Agentic sessions hold tool-call records, tool responses, and multimodal payloads from earlier turns. mistralrs stores this state in memory and reconciles it with each new request.

The session store is bounded:

  • 128-session capacity, with least-recently-used eviction once exceeded.
  • 30-minute idle TTL per session.
  • Process memory only: sessions do not survive a server restart unless explicitly exported.

Each session holds:

  • The full message history, including tool-role entries and synthesized assistant messages with tool calls.
  • Multimodal payloads (images, videos) from earlier turns.
  • A handle to the Python code-execution subprocess, if any.

A request matches an existing session in one of two ways:

  1. Explicit session_id, direct lookup.
  2. Content matching, when no session_id is provided, the store searches for a session whose user-visible message prefix matches the incoming messages. The longest match wins. Tool-role entries in the stored session are skipped during comparison.

Content matching is the fallback for clients that cannot pass session_id. When two clients send identical opening messages, content matching can route them to the same session. Pass an explicit session_id in correctness-sensitive deployments.

On match, the engine merges the stored session’s history with the incoming request so that:

  • Tool-role entries and assistant-with-tool-calls entries from the stored history are preserved.
  • User and assistant messages from the incoming request take precedence wherever they differ from the stored version.
  • When the incoming messages diverge from the stored ones, the engine stops consuming stored history at the divergence point and appends the remaining incoming messages unchanged.

The effect: editing a previous turn works (the new content takes effect), while tool-call history from before the edit is retained.

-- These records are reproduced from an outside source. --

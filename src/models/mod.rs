mod account;
mod errors;
mod invoice;

use serde::{Deserialize, Serialize};
use std::fmt;
use std::fmt::{Display, Formatter};
use std::str::FromStr;

pub use account::Account;
pub use errors::{ErrorKind, GatewayError};
pub use invoice::{Invoice, InvoiceDetails};

/// The closed set of states an invoice can be in.
#[derive(Debug, Clone, Copy, Eq, PartialEq, Hash, Serialize, Deserialize)]
#[serde(rename_all = "snake_case")]
pub enum InvoiceStatus {
    Pending,
    Approved,
    Rejected,
    Cancelled,
    Refunded,
    Reversed,
    ChargedBack,
    Settled,
    Disputed
}

impl InvoiceStatus {
    pub const ALL: [InvoiceStatus; 9] = [
        InvoiceStatus::Pending,
        InvoiceStatus::Approved,
        InvoiceStatus::Rejected,
        InvoiceStatus::Cancelled,
        InvoiceStatus::Refunded,
        InvoiceStatus::Reversed,
        InvoiceStatus::ChargedBack,
        InvoiceStatus::Settled,
        InvoiceStatus::Disputed
    ];

    pub fn as_str(&self) -> &'static str {
        match self {
            InvoiceStatus::Pending => "pending",
            InvoiceStatus::Approved => "approved",
            InvoiceStatus::Rejected => "rejected",
            InvoiceStatus::Cancelled => "cancelled",
            InvoiceStatus::Refunded => "refunded",
            InvoiceStatus::Reversed => "reversed",
            InvoiceStatus::ChargedBack => "charged_back",
            InvoiceStatus::Settled => "settled",
            InvoiceStatus::Disputed => "disputed"
        }
    }

    /// Whether an invoice in this status has had its amount credited to the owning
    /// account. Refinements of an approval keep the credit, debits are not modelled.
    pub fn is_credited(&self) -> bool {
        !matches!(self, InvoiceStatus::Pending | InvoiceStatus::Rejected)
    }

    /// Statuses an invoice may move to from this one.
    pub fn successors(&self) -> &'static [InvoiceStatus] {
        match self {
            InvoiceStatus::Pending => &[InvoiceStatus::Approved, InvoiceStatus::Rejected],
            InvoiceStatus::Approved => &[
                InvoiceStatus::Settled,
                InvoiceStatus::Cancelled,
                InvoiceStatus::Refunded,
                InvoiceStatus::Reversed,
                InvoiceStatus::ChargedBack,
                InvoiceStatus::Disputed
            ],
            InvoiceStatus::Settled => &[
                InvoiceStatus::Refunded,
                InvoiceStatus::Reversed,
                InvoiceStatus::ChargedBack,
                InvoiceStatus::Disputed
            ],
            _ => &[]
        }
    }

    pub fn is_terminal(&self) -> bool {
        self.successors().is_empty()
    }
}

impl Display for InvoiceStatus {
    fn fmt(&self, formatter: &mut Formatter<'_>) -> fmt::Result {
        formatter.write_str(self.as_str())
    }
}

impl FromStr for InvoiceStatus {
    type Err = GatewayError;

    /// Parses the wire form of a status. Anything outside the closed set is rejected.
    fn from_str(value: &str) -> Result<Self, Self::Err> {
        InvoiceStatus::ALL.into_iter()
            .find(|status| status.as_str() == value)
            .ok_or_else(|| GatewayError::InvalidStatus(value.to_string()))
    }
}
mod batch_runner;
mod gateway;
mod settlement_engine;
#[cfg(test)]
mod tests;

pub use batch_runner::{AccountSummary, BatchRunner};
pub use gateway::Gateway;
pub use settlement_engine::SettlementEngine;
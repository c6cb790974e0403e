mod account_storage;
mod invoice_storage;

use crate::models::{Account, GatewayError, Invoice, InvoiceStatus};

pub use account_storage::AccountStorage;
pub use invoice_storage::InvoiceStorage;

/// Mutation applied to a single account while its row is locked.
pub type AccountMutation<'a> = &'a mut dyn FnMut(&mut Account) -> Result<(), GatewayError>;

/// Persistence contract for accounts.
pub trait AccountRepository: Send + Sync + 'static {
    /// Stores a new account. Fails with `AccountDuplicateKey` if the API key is taken.
    fn save(&self, account: Account) -> Result<(), GatewayError>;
    fn find_by_api_key(&self, api_key: &str) -> Option<Account>;
    fn find_by_id(&self, account_id: &str) -> Option<Account>;
    /// Runs `mutation` against the stored account with exclusive access to it, so that
    /// concurrent updates of the same account serialize. Returns the updated account.
    fn update(&self, account_id: &str, mutation: AccountMutation<'_>) -> Result<Account, GatewayError>;
}

/// Persistence contract for invoices.
pub trait InvoiceRepository: Send + Sync + 'static {
    /// Stores a new invoice. Fails with `InvoiceAlreadyExists` on an id clash.
    fn save(&self, invoice: Invoice) -> Result<(), GatewayError>;
    fn find_by_id(&self, invoice_id: &str) -> Option<Invoice>;
    fn find_by_account_id(&self, account_id: &str) -> Vec<Invoice>;
    fn find_by_status(&self, statuses: &[InvoiceStatus]) -> Vec<Invoice>;
    /// Applies [`Invoice::update_status`] atomically against the stored invoice.
    fn update_status(&self, invoice_id: &str, status: InvoiceStatus) -> Result<Invoice, GatewayError>;
}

Images and videos from the session are re-attached to the request after merging, and the request is upgraded to multimodal shape if it was plain-text.

At the end of a successful agentic turn, the expanded message list is written back to the session. Subsequent requests with the same id see the synthesized tool messages as part of history.

  • Sampling parameters. Each request specifies its own.
  • Tool schemas. Taken from the current request’s tools field or the server’s configured built-in tools.
  • The Python code-execution subprocess state. The handle travels with the in-memory session but is not serialized for export.

GET /v1/sessions/{id} returns a serialized session: messages, images, and videos. PUT /v1/sessions/{id} installs a serialized session under the given id. Use this to persist across restarts or move a session between servers.